Wir sind in Phase 3 des 9-Phasen-Frameworks. Risiko steht, Stop
steht — heute kommt die Zahl dazu, die tatsächlich entscheidet,
ob der Trade überhaupt stattfindet. Wichtig dabei: Wir legen
heute nicht fest, wo wir aussteigen. Wir sind immer noch vor der
Position und messen nur, ob genug Weg da ist.
Was du mitnimmst:
Warum die Trefferquote das Uninteressanteste im ganzen Trading
ist — und was das Gesetz der großen Zahlen damit zu tun hat. Je
mehr Trades du betrachtest, desto weniger sagt sie aus.
Warum ich jedem davon abrate, mit Daytrading oder Scalping zu
starten: Wer hochfrequent handelt, kämpft gleich an zwei Fronten
— bei der Trefferquote und bei der Laufweite.

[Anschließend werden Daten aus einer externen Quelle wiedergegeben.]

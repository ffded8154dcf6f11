//! Authoritative view of what the player is doing.
//!
//! Telemetry frames arrive over a single-consumer channel and are applied
//! strictly in order. Readers take cheap copies via [`PlayerStateTracker::snapshot`].

use std::sync::Arc;

use bytes::Bytes;
use parking_lot::Mutex;
use tokio::sync::mpsc;
use tokio_util::sync::CancellationToken;

use super::queue_mirror::{MirrorAdvance, QueueMirror};
use crate::events::EventEmitter;
use crate::player::telemetry::TelemetryEvent;
use crate::player::types::{PlayerState, TrackInfo};
use crate::utils::truncate_for_log;

/// Tracks player state from telemetry and keeps the queue mirror aligned.
pub struct PlayerStateTracker {
    state: Mutex<PlayerState>,
    mirror: Arc<QueueMirror>,
    emitter: Arc<dyn EventEmitter>,
}

impl PlayerStateTracker {
    pub fn new(mirror: Arc<QueueMirror>, emitter: Arc<dyn EventEmitter>) -> Self {
        Self {
            state: Mutex::new(PlayerState::default()),
            mirror,
            emitter,
        }
    }

    /// Copy of the current state.
    pub fn snapshot(&self) -> PlayerState {
        self.state.lock().clone()
    }

    /// Id of the track currently loaded (empty before the first report).
    pub fn current_track_id(&self) -> String {
        self.state.lock().current_track.id.clone()
    }

    /// Applies one raw telemetry frame.
    ///
    /// Malformed frames are logged and dropped. Frames of unrelated types are
    /// ignored.
    pub fn apply_telemetry_event(&self, raw: &[u8]) {
        let event = match TelemetryEvent::parse(raw) {
            Ok(event) => event,
            Err(e) => {
                log::warn!(
                    "[Tracker] Dropping malformed telemetry ({}): {}",
                    e,
                    truncate_for_log(&String::from_utf8_lossy(raw), 200)
                );
                return;
            }
        };

        let mut track_change: Option<(String, String)> = None;
        let updated = {
            let mut state = self.state.lock();
            match event {
                TelemetryEvent::PositionChanged { position } => {
                    log::trace!("[Tracker] Position {}", position);
                    state.position = position;
                }
                TelemetryEvent::PlayerInfo {
                    is_playing,
                    position,
                    song,
                } => {
                    state.is_playing = is_playing;
                    state.position = position;
                    if let Some(song) = song {
                        state.current_track = TrackInfo::from(song);
                    }
                }
                TelemetryEvent::VideoChanged { position, song } => {
                    state.position = position;
                    if song.video_id != state.current_track.id {
                        let next = TrackInfo::from(song);
                        let previous = std::mem::replace(&mut state.current_track, next);
                        track_change = Some((previous.id, state.current_track.id.clone()));
                    }
                }
                TelemetryEvent::PlayerStateChanged {
                    is_playing,
                    position,
                } => {
                    state.is_playing = is_playing;
                    state.position = position;
                }
                TelemetryEvent::Unknown => return,
            }
            state.clone()
        };

        if let Some((previous, next)) = track_change {
            log::info!(
                "[Tracker] Now playing: {} - {} ({})",
                updated.current_track.title,
                updated.current_track.artist,
                next
            );
            if self.mirror.advance(&previous, &next) == MirrorAdvance::Cleared {
                log::info!("[Tracker] Mirror desynchronized at {} -> {}", previous, next);
            }
        }

        self.emitter.emit_player(updated);
    }

    /// Consumes telemetry frames until the channel closes or `cancel` fires.
    pub async fn run(self: Arc<Self>, mut rx: mpsc::Receiver<Bytes>, cancel: CancellationToken) {
        log::info!("[Tracker] Started");
        loop {
            tokio::select! {
                _ = cancel.cancelled() => break,
                frame = rx.recv() => match frame {
                    Some(raw) => self.apply_telemetry_event(&raw),
                    None => break,
                },
            }
        }
        log::info!("[Tracker] Stopped");
    }
}

#[cfg(test)]
mod tests {
    use super::*;
    use crate::events::NoopEventEmitter;
    use crate::services::queue_mirror::QueueEntry;

    fn tracker() -> (Arc<PlayerStateTracker>, Arc<QueueMirror>) {
        let emitter: Arc<dyn EventEmitter> = Arc::new(NoopEventEmitter);
        let mirror = Arc::new(QueueMirror::new(Arc::clone(&emitter)));
        let tracker = Arc::new(PlayerStateTracker::new(Arc::clone(&mirror), emitter));
        (tracker, mirror)
    }

    fn video_changed(id: &str, duration: u64) -> Vec<u8> {
        format!(
            r#"{{"type":"VIDEO_CHANGED","position":0,"song":{{"videoId":"{}","title":"T-{}","artist":"A","songDuration":{}}}}}"#,
            id, id, duration
        )
        .into_bytes()
    }

    fn request(id: &str) -> QueueEntry {
        QueueEntry {
            requested_by: "viewer".into(),
            track: TrackInfo {
                id: id.into(),
                ..Default::default()
            },
        }
    }

    #[test]
    fn applies_player_info_and_ticks() {
        let (tracker, _) = tracker();
        tracker.apply_telemetry_event(
            br#"{"type":"PLAYER_INFO","isPlaying":true,"position":3,"song":{"videoId":"v","title":"T","artist":"A","songDuration":180}}"#,
        );
        tracker.apply_telemetry_event(br#"{"type":"POSITION_CHANGED","position":4}"#);

        let state = tracker.snapshot();
        assert!(state.is_playing);
        assert_eq!(state.position, 4);
        assert_eq!(state.current_track.id, "v");
        assert_eq!(state.remaining_secs(), 176);
    }

    #[test]
    fn malformed_and_unknown_frames_leave_state_untouched() {
        let (tracker, _) = tracker();
        tracker.apply_telemetry_event(&video_changed("abc", 200));
        let before = tracker.snapshot();

        tracker.apply_telemetry_event(b"{broken");
        tracker.apply_telemetry_event(br#"{"type":"SHUFFLE_CHANGED","shuffle":true}"#);
        tracker.apply_telemetry_event(br#"{"type":"POSITION_CHANGED","position":"soon"}"#);

        assert_eq!(tracker.snapshot(), before);
    }

    #[test]
    fn video_change_replaces_track_and_advances_mirror() {
        let (tracker, mirror) = tracker();
        tracker.apply_telemetry_event(&video_changed("x", 200));
        mirror.push(request("a"), "x");
        mirror.push(request("b"), "x");

        tracker.apply_telemetry_event(&video_changed("a", 150));
        assert_eq!(tracker.current_track_id(), "a");
        assert_eq!(mirror.head_id().as_deref(), Some("a"));

        tracker.apply_telemetry_event(&video_changed("b", 150));
        assert_eq!(mirror.head_id().as_deref(), Some("b"));
        assert_eq!(mirror.len(), 1);
    }

    #[test]
    fn repeated_video_changed_for_same_track_only_updates_position() {
        let (tracker, mirror) = tracker();
        tracker.apply_telemetry_event(&video_changed("x", 200));
        mirror.push(request("a"), "x");

        tracker.apply_telemetry_event(
            br#"{"type":"VIDEO_CHANGED","position":9,"song":{"videoId":"x"}}"#,
        );
        assert_eq!(tracker.snapshot().position, 9);
        assert_eq!(tracker.snapshot().current_track.title, "T-x");
        assert_eq!(mirror.len(), 1);
    }

    #[test]
    fn unexpected_track_wipes_mirror() {
        let (tracker, mirror) = tracker();
        tracker.apply_telemetry_event(&video_changed("x", 200));
        mirror.push(request("a"), "x");

        tracker.apply_telemetry_event(&video_changed("z", 200));
        assert!(mirror.is_empty());
    }

    #[tokio::test]
    async fn run_applies_frames_in_order() {
        let (tracker, _) = tracker();
        let (tx, rx) = mpsc::channel(8);
        let cancel = CancellationToken::new();
        let handle = tokio::spawn(Arc::clone(&tracker).run(rx, cancel.clone()));

        tx.send(Bytes::from(video_changed("a", 100))).await.unwrap();
        tx.send(Bytes::from_static(br#"{"type":"POSITION_CHANGED","position":7}"#))
            .await
            .unwrap();
        tx.send(Bytes::from_static(br#"{"type":"PLAYER_STATE_CHANGED","isPlaying":true,"position":8}"#))
            .await
            .unwrap();
        drop(tx);
        handle.await.unwrap();

        let state = tracker.snapshot();
        assert_eq!(state.current_track.id, "a");
        assert_eq!(state.position, 8);
        assert!(state.is_playing);
    }
}
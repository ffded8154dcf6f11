//! Player telemetry events.
//!
//! The player pushes one JSON object per WebSocket frame, tagged by `type`.
//! Only the four playback events matter here; everything else (volume,
//! repeat, shuffle, ...) decodes to [`TelemetryEvent::Unknown`].

use serde::Deserialize;

use super::types::{lenient_secs, PlayerSong};

/// A decoded telemetry frame.
#[derive(Debug, Clone, Deserialize)]
#[serde(tag = "type", rename_all = "SCREAMING_SNAKE_CASE")]
pub enum TelemetryEvent {
    PositionChanged {
        #[serde(default, deserialize_with = "lenient_secs")]
        position: u64,
    },
    #[serde(rename_all = "camelCase")]
    PlayerInfo {
        #[serde(default)]
        is_playing: bool,
        #[serde(default, deserialize_with = "lenient_secs")]
        position: u64,
        #[serde(default)]
        song: Option<PlayerSong>,
    },
    VideoChanged {
        #[serde(default, deserialize_with = "lenient_secs")]
        position: u64,
        #[serde(default)]
        song: PlayerSong,
    },
    #[serde(rename_all = "camelCase")]
    PlayerStateChanged {
        #[serde(default)]
        is_playing: bool,
        #[serde(default, deserialize_with = "lenient_secs")]
        position: u64,
    },
    #[serde(other)]
    Unknown,
}

impl TelemetryEvent {
    /// Decodes a raw frame.
    pub fn parse(raw: &[u8]) -> Result<Self, serde_json::Error> {
        serde_json::from_slice(raw)
    }
}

Pattillo Higgins sucht ab etwa 1890 bei Beaumont in Texas ein
Jahrzehnt lang erfolglos nach Öl und gilt in der Stadt als
Spinner. Am 10. Januar 1901 fördert diese eine Quelle an einem
Tag mehr als alle anderen Ölquellen der USA zusammen — und warum
das trotzdem kein Durchhalte-Märchen ist.
CRV ist nicht Profitfaktor: Das eine ist eine Planzahl vor der
Eröffnung, das andere eine Ergebniszahl nach dem Schließen. Und
ein CRV von 2:1 heißt nicht, dass du bei 2:1 zumachst.
Trefferquote und Laufweite sind austauschbar — niedrige Quote mit
großer Laufweite funktioniert genauso wie hohe Quote mit kleiner.
Was nicht funktioniert: nicht zu wissen, in welchem der beiden
Geschäfte du bist.
Der Stop ist Struktur gegen dich, die Laufweite ist Struktur für
dich. Und der entscheidende Unterschied zum Einstieg: Hier zählt
nicht die Bewegung in der Zone, sondern die Marktqualität
zwischen Einstiegszone und Zielzone.
Warum das Ziel nicht in die Mitte der Zielzone gehört, sondern
kurz davor — Stichwort Order Walls.
Der harte Filter: Unter 2:1 wird nicht gehandelt. Warum diese
Zahl, warum sie zusammen mit der Marktqualität gelesen wird und
warum sie fürs Swing Trading gilt und nicht automatisch für jede
Zeitebene.
Und der Satz, um den es am Ende geht: Mein Profit kommt nicht aus
der Trefferquote. Er kommt aus der Laufweite.